Choosing a Configuration Management System
There are many considerations, but here are some guidelines for your organization to choose a configuration management system:
- If you have a love or hate of Python or Ruby and that value is shared in the organization, that should help eliminate some choices because you may need to customize.
- If you need to be instantly productive, look for existing modules that match your environment and try them out.
- If you have a smaller set of machines or are just getting started, Ansible has proven to be easiest to start with.
- If you need to work with a large scale of machines in a data center, Salt excels at this use case.
- If you need to work with a large set of machines in the cloud, Puppet and Chef have been widely deployed at large enterprises, Salt less so. Ansible has yet to be proven to work at large scales.
- Supporting the Windows platform differs between the offerings: is this import to your organization?
- Consider what it takes to add testing to your infrastructure!
For configuration management to be a success, regardless of which choice you abstractly evaluate, you must always consider your audience and navigate the culture of your engineering and operations organizations.
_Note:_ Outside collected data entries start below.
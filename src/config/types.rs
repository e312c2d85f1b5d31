//! Configuration type definitions

use std::path::Path;

use serde::{Deserialize, Serialize};

use crate::domain::policies::CheckPolicy;
use crate::error::KidariResult;

use super::loader::{self, ConfigWarning};

/// Output configuration
#[derive(Debug, Clone, Serialize, Deserialize)]
pub struct OutputConfig {
    #[serde(default)]
    pub color: ColorMode,

    #[serde(default = "default_true")]
    pub unicode: bool,
}

impl Default for OutputConfig {
    fn default() -> Self {
        Self {
            color: ColorMode::default(),
            unicode: true,
        }
    }
}

fn default_true() -> bool {
    true
}

/// Color output mode
#[derive(Debug, Clone, Copy, PartialEq, Eq, Serialize, Deserialize, Default)]
#[serde(rename_all = "lowercase")]
pub enum ColorMode {
    #[default]
    Auto,
    Always,
    Never,
}

impl ColorMode {
    /// Spellings accepted in config and `KIDARI_COLOR`
    pub const KEYWORDS: &'static [&'static str] = &["auto", "always", "never"];

    pub fn as_str(&self) -> &'static str {
        match self {
            ColorMode::Auto => "auto",
            ColorMode::Always => "always",
            ColorMode::Never => "never",
        }
    }

    pub(crate) fn parse(value: &str) -> Option<Self> {
        match value.to_lowercase().as_str() {
            "auto" => Some(ColorMode::Auto),
            "always" => Some(ColorMode::Always),
            "never" => Some(ColorMode::Never),
            _ => None,
        }
    }
}

impl std::fmt::Display for ColorMode {
    fn fmt(&self, f: &mut std::fmt::Formatter<'_>) -> std::fmt::Result {
        f.write_str(self.as_str())
    }
}

/// Main configuration structure
#[derive(Debug, Clone, Serialize, Deserialize, Default)]
pub struct Config {
    /// Session-length thresholds
    #[serde(default)]
    pub policy: CheckPolicy,

    #[serde(default)]
    pub output: OutputConfig,
}

impl Config {
    /// Load configuration from a TOML file
    pub fn load(path: &Path) -> KidariResult<Self> {
        let (config, _warnings) = loader::load_with_warnings(path)?;
        Ok(config)
    }

    /// Load configuration and collect non-fatal warnings (e.g. unknown keys).
    pub fn load_with_warnings(path: &Path) -> KidariResult<(Self, Vec<ConfigWarning>)> {
        loader::load_with_warnings(path)
    }

    /// Load project config, else user config, else defaults; then apply
    /// environment overrides.
    ///
    /// A config file that exists but cannot be parsed is an error.
    pub fn discover(project_root: Option<&Path>) -> KidariResult<(Self, Vec<ConfigWarning>)> {
        loader::discover(project_root)
    }

    /// Like [`Config::discover`], but any failure yields the defaults.
    pub fn load_or_default(project_root: Option<&Path>) -> Self {
        loader::load_or_default(project_root)
    }

    /// Apply environment variable overrides (KIDARI_* prefix)
    pub fn with_env_overrides(self) -> Self {
        loader::with_env_overrides(self)
    }
}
Once adopted, a configuration management system may become entrenched and worshiped like a religious practice because of the success it brings! It is an amazing, intoxicating day when a team can say they have automated “all of the things” (a popular meme) because they have broken away from pets.
This pride is justified because they have achieved the benefits of doing DevOps; however, binding to a single tool to the exclusion of the market can blind an organization to innovation. For instance, testing, operating, and orchestrating “all of the things” becomes the next set of challenges where early design constraints or lacking features could cause reconsideration for the next stage of the journey. Upgrading a configuration management system to a new version can introduce incompatibilities and cause an organization to embrace risk adverse tendencies, which runs contrary to DevOps values. Shouldn’t it be possible to mix and match configuration management versions for different teams, refactor between configuration management systems for different projects, and even orchestrate multiple configuration management systems at once?
Epilogue: the Death of Configuration Management?
Most demonstrations building and deploying application containers are without a configuration management system. There are pros and cons to this approach, which are discussed in Reconciling Configuration Management and Immutable Infrastructure, but configuration management represents an excellent way to deploy container container PaaS and hosts as well as applications.